Theresa May found clear words in favour of a change in the system.

Both, the UK government and the opposition positioned themselves recently in favour of a move towards a system of presumed consent on organ donation, as we find in most European countries.

At the Tory Party conference early October, the leader of the Conservatives assured that the government is working on behalf of people in need of organ transplants. She pointed out there were 500 people who died last year because no suitable organ was available and there are 6,500 people on the transplant waiting list. According to May, the ability to help these people “is limited by the number of organ donors who come forward”. Just some hours later the government’s intention to move to an opt-out system was confirmed via Twitter.

A week earlier, Labour leader Jeremy Corbyn told his party conference that he was “deeply moved by the Daily Mirrors campaign to change the organ donation law”. He announced that a Labour Government would follow the example of Wales and change the law to address the shortage of organs by increasing the number of presumed donors.

While the majority of transplant surgeons, health charities and patients support and welcome a switch in the system to presumed consent, others don’t believe that a greater number of organs for transplantation will result from simply changing the rules. There is a lack of data to support an opt-out system, said a transplant surgeon from Northern Ireland in an interview with the BBC. What we need are “simple laws” and a “change in people’s minds to become culturally aware of organ donation” he continues.

The opt-out system is distinguished between “hard” and “soft” opt-out. Only in the former every person who did not explicitly refuse his/her consent in a certain register is considered a potential donor. In the latter, even though consent is presumed, the final decision is left to the next of kin. Most countries have a “soft opt-out” system, England most likely as well if it comes to a change.

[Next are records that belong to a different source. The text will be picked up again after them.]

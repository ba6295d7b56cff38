use crate::codec::JsonMap;
use crate::r4::*;
use crate::{ChoiceType, FhirJson};

/// Detailed information about conditions, problems or diagnoses.
#[derive(Debug, Clone, PartialEq, Default, FhirJson)]
#[fhir(resource = "Condition")]
pub struct Condition {
    #[fhir(string)]
    pub id: Option<std::string::String>,
    pub meta: Option<Meta>,
    #[fhir(primitive)]
    pub implicit_rules: Option<Uri>,
    #[fhir(primitive)]
    pub language: Option<Code>,
    pub text: Option<Narrative>,
    pub contained: Option<Vec<Resource>>,
    pub extension: Option<Vec<Extension>>,
    pub modifier_extension: Option<Vec<Extension>>,
    pub identifier: Option<Vec<Identifier>>,
    pub clinical_status: Option<CodeableConcept>,
    pub verification_status: Option<CodeableConcept>,
    pub category: Option<Vec<CodeableConcept>>,
    pub severity: Option<CodeableConcept>,
    pub code: Option<CodeableConcept>,
    pub body_site: Option<Vec<CodeableConcept>>,
    pub subject: Option<Reference>,
    pub encounter: Option<Reference>,
    #[fhir(choice)]
    pub onset: Option<ConditionOnset>,
    #[fhir(choice)]
    pub abatement: Option<ConditionAbatement>,
    #[fhir(primitive)]
    pub recorded_date: Option<DateTime>,
    pub recorder: Option<Reference>,
    pub asserter: Option<Reference>,
    pub stage: Option<Vec<ConditionStage>>,
    pub evidence: Option<Vec<ConditionEvidence>>,
    pub note: Option<Vec<Annotation>>,
    #[fhir(unknown)]
    pub unknown_fields: JsonMap,
}

/// `Condition.onset[x]`
#[derive(Debug, Clone, PartialEq, ChoiceType)]
pub enum ConditionOnset {
    #[fhir(primitive)]
    DateTime(DateTime),
    Age(Age),
    Period(Period),
    Range(Range),
    #[fhir(primitive)]
    String(String),
}

/// `Condition.abatement[x]`
#[derive(Debug, Clone, PartialEq, ChoiceType)]
pub enum ConditionAbatement {
    #[fhir(primitive)]
    DateTime(DateTime),
    Age(Age),
    Period(Period),
    Range(Range),
    #[fhir(primitive)]
    String(String),
}

/// Stage/grade, usually assessed formally.
#[derive(Debug, Clone, PartialEq, Default, FhirJson)]
pub struct ConditionStage {
    #[fhir(string)]
    pub id: Option<std::string::String>,
    pub extension: Option<Vec<Extension>>,
    pub modifier_extension: Option<Vec<Extension>>,
    pub summary: Option<CodeableConcept>,
    pub assessment: Option<Vec<Reference>>,
    pub r#type: Option<CodeableConcept>,
    #[fhir(unknown)]
    pub unknown_fields: JsonMap,
}

/// Supporting evidence.
#[derive(Debug, Clone, PartialEq, Default, FhirJson)]
pub struct ConditionEvidence {
    #[fhir(string)]
    pub id: Option<std::string::String>,
    pub extension: Option<Vec<Extension>>,
    pub modifier_extension: Option<Vec<Extension>>,
    pub code: Option<Vec<CodeableConcept>>,
    pub detail: Option<Vec<Reference>>,
    #[fhir(unknown)]
    pub unknown_fields: JsonMap,
}
//! CLI commands module.

pub mod check;
pub mod pretty;
pub mod roundtrip;

pub use check::CheckCommand;
pub use pretty::PrettyCommand;
pub use roundtrip::RoundtripCommand;

use anyhow::Context;
use std::io::Read;
use std::path::Path;

/// Reads a whole document; `-` means standard input.
pub(crate) fn read_input(path: &Path) -> anyhow::Result<String> {
    if path.as_os_str() == "-" {
        let mut content = String::new();
        std::io::stdin()
            .read_to_string(&mut content)
            .context("failed to read standard input")?;
        return Ok(content);
    }
    std::fs::read_to_string(path).with_context(|| format!("failed to read {}", path.display()))
}
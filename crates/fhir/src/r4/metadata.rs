//! R4 metadata and special-purpose data types.

use crate::codec::JsonMap;
use crate::{ChoiceType, FhirJson};

use super::Extension;
use super::datatypes::*;
use super::primitives::*;

/// Metadata about a resource.
#[derive(Debug, Clone, PartialEq, Default, FhirJson)]
pub struct Meta {
    #[fhir(string)]
    pub id: Option<std::string::String>,
    pub extension: Option<Vec<Extension>>,
    #[fhir(primitive)]
    pub version_id: Option<Id>,
    #[fhir(primitive)]
    pub last_updated: Option<Instant>,
    #[fhir(primitive)]
    pub source: Option<Uri>,
    #[fhir(primitive)]
    pub profile: Option<Vec<Canonical>>,
    pub security: Option<Vec<Coding>>,
    pub tag: Option<Vec<Coding>>,
    #[fhir(unknown)]
    pub unknown_fields: JsonMap,
}

/// Human-readable summary of the resource (essential clinical and business information).
///
/// `div` is kept as the XHTML text it arrived with.
#[derive(Debug, Clone, PartialEq, Default, FhirJson)]
pub struct Narrative {
    #[fhir(string)]
    pub id: Option<std::string::String>,
    pub extension: Option<Vec<Extension>>,
    /// generated | extensions | additional | empty
    #[fhir(primitive)]
    pub status: Option<Code>,
    #[fhir(primitive)]
    pub div: Option<Xhtml>,
    #[fhir(unknown)]
    pub unknown_fields: JsonMap,
}

#[derive(Debug, Clone, PartialEq, Default, FhirJson)]
pub struct ContactDetail {
    #[fhir(string)]
    pub id: Option<std::string::String>,
    pub extension: Option<Vec<Extension>>,
    #[fhir(primitive)]
    pub name: Option<String>,
    pub telecom: Option<Vec<ContactPoint>>,
    #[fhir(unknown)]
    pub unknown_fields: JsonMap,
}

#[derive(Debug, Clone, PartialEq, Default, FhirJson)]
pub struct Contributor {
    #[fhir(string)]
    pub id: Option<std::string::String>,
    pub extension: Option<Vec<Extension>>,
    /// author | editor | reviewer | endorser
    #[fhir(primitive)]
    pub r#type: Option<Code>,
    #[fhir(primitive)]
    pub name: Option<String>,
    pub contact: Option<Vec<ContactDetail>>,
    #[fhir(unknown)]
    pub unknown_fields: JsonMap,
}

/// An expression that can be used to generate a value.
#[derive(Debug, Clone, PartialEq, Default, FhirJson)]
pub struct Expression {
    #[fhir(string)]
    pub id: Option<std::string::String>,
    pub extension: Option<Vec<Extension>>,
    #[fhir(primitive)]
    pub description: Option<String>,
    #[fhir(primitive)]
    pub name: Option<Id>,
    #[fhir(primitive)]
    pub language: Option<Code>,
    #[fhir(primitive)]
    pub expression: Option<String>,
    #[fhir(primitive)]
    pub reference: Option<Uri>,
    #[fhir(unknown)]
    pub unknown_fields: JsonMap,
}

#[derive(Debug, Clone, PartialEq, Default, FhirJson)]
pub struct ParameterDefinition {
    #[fhir(string)]
    pub id: Option<std::string::String>,
    pub extension: Option<Vec<Extension>>,
    #[fhir(primitive)]
    pub name: Option<Code>,
    #[fhir(primitive)]
    pub r#use: Option<Code>,
    #[fhir(primitive)]
    pub min: Option<Integer>,
    #[fhir(primitive)]
    pub max: Option<String>,
    #[fhir(primitive)]
    pub documentation: Option<String>,
    #[fhir(primitive)]
    pub r#type: Option<Code>,
    #[fhir(primitive)]
    pub profile: Option<Canonical>,
    #[fhir(unknown)]
    pub unknown_fields: JsonMap,
}

/// Related artifacts for a knowledge resource.
#[derive(Debug, Clone, PartialEq, Default, FhirJson)]
pub struct RelatedArtifact {
    #[fhir(string)]
    pub id: Option<std::string::String>,
    pub extension: Option<Vec<Extension>>,
    #[fhir(primitive)]
    pub r#type: Option<Code>,
    #[fhir(primitive)]
    pub label: Option<String>,
    #[fhir(primitive)]
    pub display: Option<String>,
    #[fhir(primitive)]
    pub citation: Option<Markdown>,
    #[fhir(primitive)]
    pub url: Option<Url>,
    pub document: Option<Attachment>,
    #[fhir(primitive)]
    pub resource: Option<Canonical>,
    #[fhir(unknown)]
    pub unknown_fields: JsonMap,
}

/// Describes the context of use for a conformance or knowledge resource.
///
/// `value[x]` is mandatory, so there is no `Default`.
#[derive(Debug, Clone, PartialEq, FhirJson)]
pub struct UsageContext {
    #[fhir(string)]
    pub id: Option<std::string::String>,
    pub extension: Option<Vec<Extension>>,
    pub code: Option<Coding>,
    #[fhir(choice)]
    pub value: UsageContextValue,
    #[fhir(unknown)]
    pub unknown_fields: JsonMap,
}

#[derive(Debug, Clone, PartialEq, ChoiceType)]
pub enum UsageContextValue {
    CodeableConcept(CodeableConcept),
    Quantity(Quantity),
    Range(Range),
    Reference(Reference),
}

In Ireland, similar discussions have taken place. In a submission to the public consultation process, which we reported on at the end of September, the Irish Kidney Association (IKA) welcomed the debate and the increased awareness but believes the introduction of a soft opt-out legislation “shouldn’t be considered at this point of time”. Examples included in the document state that changing to presumed consent doesn’t automatically lead to higher donation rates. According to the IKA, public education plays a crucial role: “People need to better understand how the organ donation process works and how it transforms lives. Only by investing in education more families will accept when asked in emotionally sensitive times.”